§ **GOAL OF THE EXERCISE**: What is the number of lines in the data that contain "something"? Nothing besides that number, please.

§ **RECORDS SHOWN**:
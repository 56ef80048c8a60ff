//! Triggers bound to a declared argument type.
//!
//! A trigger that carries data when fired is registered once per machine with
//! the type of its argument (a tuple for several values). The returned
//! [`TriggerWithParameters`] token is what callers pass to `fire_with` and to the
//! parameterized builder methods, so the argument type is checked by the compiler
//! wherever a token is used and by the registry wherever a bare trigger is.

use super::state::{describe, Trigger};
use crate::error::{Result, StateMachineError};
use std::any::{type_name, Any, TypeId};
use std::collections::HashMap;
use std::fmt;
use std::marker::PhantomData;

/// Runtime identity of an argument type.
#[derive(Clone, Copy, Debug)]
pub struct Signature {
    id: TypeId,
    name: &'static str,
}

impl Signature {
    /// The signature of values of type `A`.
    pub fn of<A: Any>() -> Self {
        Self {
            id: TypeId::of::<A>(),
            name: type_name::<A>(),
        }
    }

    /// The signature of a fire without arguments.
    pub fn none() -> Self {
        Self::of::<()>()
    }

    /// Human readable type name.
    pub fn name(&self) -> &'static str {
        self.name
    }

    /// True for the signature of argument-less fires.
    pub fn is_none(&self) -> bool {
        self.id == TypeId::of::<()>()
    }
}

impl PartialEq for Signature {
    fn eq(&self, other: &Self) -> bool {
        self.id == other.id
    }
}

impl Eq for Signature {}

/// Arguments supplied to a single fire, erased to `&dyn Any`.
#[derive(Clone, Copy)]
pub(crate) struct FireArgs<'a> {
    value: &'a dyn Any,
    signature: Signature,
}

impl<'a> FireArgs<'a> {
    pub(crate) fn none() -> FireArgs<'static> {
        FireArgs {
            value: &(),
            signature: Signature::none(),
        }
    }

    pub(crate) fn of<A: Any>(value: &'a A) -> Self {
        FireArgs {
            value,
            signature: Signature::of::<A>(),
        }
    }

    pub(crate) fn signature(&self) -> Signature {
        self.signature
    }

    pub(crate) fn downcast<A: Any>(&self) -> Option<&'a A> {
        self.value.downcast_ref::<A>()
    }
}

impl fmt::Debug for FireArgs<'_> {
    fn fmt(&self, f: &mut fmt::Formatter<'_>) -> fmt::Result {
        f.debug_struct("FireArgs")
            .field("signature", &self.signature.name)
            .finish()
    }
}

/// A trigger value together with the type of argument it must be fired with.
///
/// Tokens are created by `StateMachine::set_trigger_parameters`.
pub struct TriggerWithParameters<T, A> {
    trigger: T,
    _args: PhantomData<fn(A)>,
}

impl<T: Trigger, A: Any> TriggerWithParameters<T, A> {
    pub(crate) fn new(trigger: T) -> Self {
        Self {
            trigger,
            _args: PhantomData,
        }
    }

    /// The underlying trigger value.
    pub fn trigger(&self) -> &T {
        &self.trigger
    }

    /// The argument signature this trigger is fired with.
    pub fn signature(&self) -> Signature {
        Signature::of::<A>()
    }
}

impl<T: Clone, A> Clone for TriggerWithParameters<T, A> {
    fn clone(&self) -> Self {
        Self {
            trigger: self.trigger.clone(),
            _args: PhantomData,
        }
    }
}

impl<T: fmt::Debug, A> fmt::Debug for TriggerWithParameters<T, A> {
    fn fmt(&self, f: &mut fmt::Formatter<'_>) -> fmt::Result {
        f.debug_struct("TriggerWithParameters")
            .field("trigger", &self.trigger)
            .field("args", &type_name::<A>())
            .finish()
    }
}

/// Per-machine mapping from trigger value to its registered argument signature.
#[derive(Debug)]
pub(crate) struct TriggerRegistry<T> {
    signatures: HashMap<T, Signature>,
}

impl<T: Trigger> TriggerRegistry<T> {
    pub(crate) fn new() -> Self {
        Self {
            signatures: HashMap::new(),
        }
    }

    /// Register `trigger` as taking arguments of type `A`. Registration is permanent.
    pub(crate) fn register<A: Any>(&mut self, trigger: T) -> Result<TriggerWithParameters<T, A>> {
        if self.signatures.contains_key(&trigger) {
            return Err(StateMachineError::TriggerParametersAlreadySet {
                trigger: describe(&trigger),
            });
        }
        self.signatures.insert(trigger.clone(), Signature::of::<A>());
        Ok(TriggerWithParameters::new(trigger))
    }

    pub(crate) fn signature(&self, trigger: &T) -> Option<Signature> {
        self.signatures.get(trigger).copied()
    }

    /// Check fire-time arguments against the registered signature, if any.
    pub(crate) fn verify(&self, trigger: &T, actual: Signature) -> Result<()> {
        match self.signature(trigger) {
            Some(expected) if expected != actual => Err(StateMachineError::ParameterMismatch {
                trigger: describe(trigger),
                expected: expected.name(),
                actual: actual.name(),
            }),
            _ => Ok(()),
        }
    }

    /// Check that a token was issued by this registry for the same signature.
    pub(crate) fn verify_token<A: Any>(&self, token: &TriggerWithParameters<T, A>) -> Result<()> {
        match self.signature(token.trigger()) {
            Some(registered) if registered == token.signature() => Ok(()),
            _ => Err(StateMachineError::UnregisteredTrigger {
                trigger: describe(token.trigger()),
                expected: token.signature().name(),
            }),
        }
    }
}
//! The state machine and its runtime plumbing.

#[allow(clippy::module_inception)]
mod machine;
mod policy;
mod storage;

pub use machine::{StateMachine, TransitionAction};
pub use policy::{UnhandledTriggerAction, UnhandledTriggerPolicy};
pub use storage::{ExternalStorage, InternalStorage, StateStorage};
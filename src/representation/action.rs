//! Entry and exit actions attached to a state.
//!
//! Entry actions come in two shapes: plain actions that only see the
//! transition, and parameterized actions that also receive the fire-time
//! arguments. Each carries its argument signature so dispatch can skip the
//! actions that do not fit the arguments of the current fire.

use crate::core::parameters::FireArgs;
use crate::core::{Signature, State, Transition, Trigger};
use std::any::Any;
use std::fmt;
use tracing::trace;

type PlainAction<S, T> = Box<dyn Fn(&Transition<S, T>)>;
type ParameterizedAction<S, T> = Box<dyn Fn(&Transition<S, T>, FireArgs<'_>) -> bool>;

enum EntryKind<S, T> {
    Plain(PlainAction<S, T>),
    Parameterized {
        signature: Signature,
        action: ParameterizedAction<S, T>,
    },
}

/// An action run when a state is entered.
pub(crate) struct EntryAction<S, T> {
    /// Only run when entered through this trigger.
    trigger: Option<T>,
    kind: EntryKind<S, T>,
}

impl<S: State, T: Trigger> EntryAction<S, T> {
    pub(crate) fn plain<F>(trigger: Option<T>, action: F) -> Self
    where
        F: Fn(&Transition<S, T>) + 'static,
    {
        Self {
            trigger,
            kind: EntryKind::Plain(Box::new(action)),
        }
    }

    pub(crate) fn parameterized<A, F>(trigger: Option<T>, action: F) -> Self
    where
        A: Any,
        F: Fn(&Transition<S, T>, &A) + 'static,
    {
        let action = move |transition: &Transition<S, T>, args: FireArgs<'_>| {
            let Some(args) = args.downcast::<A>() else {
                return false;
            };
            action(transition, args);
            true
        };
        Self {
            trigger,
            kind: EntryKind::Parameterized {
                signature: Signature::of::<A>(),
                action: Box::new(action),
            },
        }
    }

    /// Run the action if its trigger filter and signature fit this fire.
    /// Returns whether it ran.
    pub(crate) fn execute(&self, transition: &Transition<S, T>, args: FireArgs<'_>) -> bool {
        if let Some(trigger) = &self.trigger {
            if trigger != transition.trigger() {
                return false;
            }
        }
        match &self.kind {
            EntryKind::Plain(action) => {
                action(transition);
                true
            }
            EntryKind::Parameterized { signature, action } => {
                if *signature != args.signature() {
                    trace!(
                        expected = signature.name(),
                        actual = args.signature().name(),
                        "skipping entry action with other parameters"
                    );
                    return false;
                }
                action(transition, args)
            }
        }
    }
}

impl<S, T> EntryAction<S, T> {
    /// Argument signature, `None` for plain actions.
    fn signature(&self) -> Option<Signature> {
        match &self.kind {
            EntryKind::Plain(_) => None,
            EntryKind::Parameterized { signature, .. } => Some(*signature),
        }
    }
}

impl<S, T: fmt::Debug> fmt::Debug for EntryAction<S, T> {
    fn fmt(&self, f: &mut fmt::Formatter<'_>) -> fmt::Result {
        f.debug_struct("EntryAction")
            .field("trigger", &self.trigger)
            .field("signature", &self.signature().map(|s| s.name()))
            .finish_non_exhaustive()
    }
}

/// An action run when a state is exited.
pub(crate) struct ExitAction<S, T> {
    action: PlainAction<S, T>,
}

impl<S: State, T: Trigger> ExitAction<S, T> {
    pub(crate) fn new<F>(action: F) -> Self
    where
        F: Fn(&Transition<S, T>) + 'static,
    {
        Self {
            action: Box::new(action),
        }
    }

    pub(crate) fn execute(&self, transition: &Transition<S, T>) {
        (self.action)(transition)
    }
}

impl<S, T> fmt::Debug for ExitAction<S, T> {
    fn fmt(&self, f: &mut fmt::Formatter<'_>) -> fmt::Result {
        f.debug_struct("ExitAction").finish_non_exhaustive()
    }
}

#[cfg(test)]
mod tests {
    use super::*;
    use std::cell::RefCell;
    use std::rc::Rc;

    type Log = Rc<RefCell<Vec<String>>>;
    type Tr = Transition<&'static str, char>;

    fn transition(trigger: char) -> Tr {
        Transition::new("A", "B", trigger)
    }

    #[test]
    fn plain_action_runs_for_any_arguments() {
        let log: Log = Rc::default();
        let action = {
            let log = Rc::clone(&log);
            EntryAction::plain(None, move |t: &Tr| {
                log.borrow_mut().push(format!("{}", t.trigger()))
            })
        };

        assert!(action.execute(&transition('x'), FireArgs::none()));
        assert!(action.execute(&transition('y'), FireArgs::of(&5)));
        assert_eq!(*log.borrow(), vec!["x", "y"]);
    }

    #[test]
    fn filtered_action_only_runs_for_its_trigger() {
        let log: Log = Rc::default();
        let action = {
            let log = Rc::clone(&log);
            EntryAction::plain(Some('x'), move |_: &Tr| {
                log.borrow_mut().push("ran".into())
            })
        };

        assert!(!action.execute(&transition('y'), FireArgs::none()));
        assert!(action.execute(&transition('x'), FireArgs::none()));
        assert_eq!(log.borrow().len(), 1);
    }

    #[test]
    fn parameterized_action_receives_arguments() {
        let log: Log = Rc::default();
        let action = {
            let log = Rc::clone(&log);
            EntryAction::parameterized(None, move |_: &Tr, args: &(String, i32)| {
                log.borrow_mut().push(format!("{}:{}", args.0, args.1))
            })
        };

        let args = (String::from("something"), 42);
        assert!(action.execute(&transition('x'), FireArgs::of(&args)));
        assert_eq!(*log.borrow(), vec!["something:42"]);
        assert_eq!(action.signature(), Some(Signature::of::<(String, i32)>()));
    }

    #[test]
    fn parameterized_action_is_skipped_for_other_arguments() {
        let log: Log = Rc::default();
        let action = {
            let log = Rc::clone(&log);
            EntryAction::parameterized(None, move |_: &Tr, _: &String| {
                log.borrow_mut().push("ran".into())
            })
        };

        assert!(!action.execute(&transition('x'), FireArgs::none()));
        assert!(!action.execute(&transition('x'), FireArgs::of(&1u8)));
        assert!(log.borrow().is_empty());
    }

    #[test]
    fn exit_action_runs() {
        let log: Log = Rc::default();
        let action = {
            let log = Rc::clone(&log);
            ExitAction::new(move |t: &Tr| {
                log.borrow_mut().push(t.source().to_string())
            })
        };

        action.execute(&transition('x'));
        assert_eq!(*log.borrow(), vec!["A"]);
    }
}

§ **YOUR RESPONSE**: 2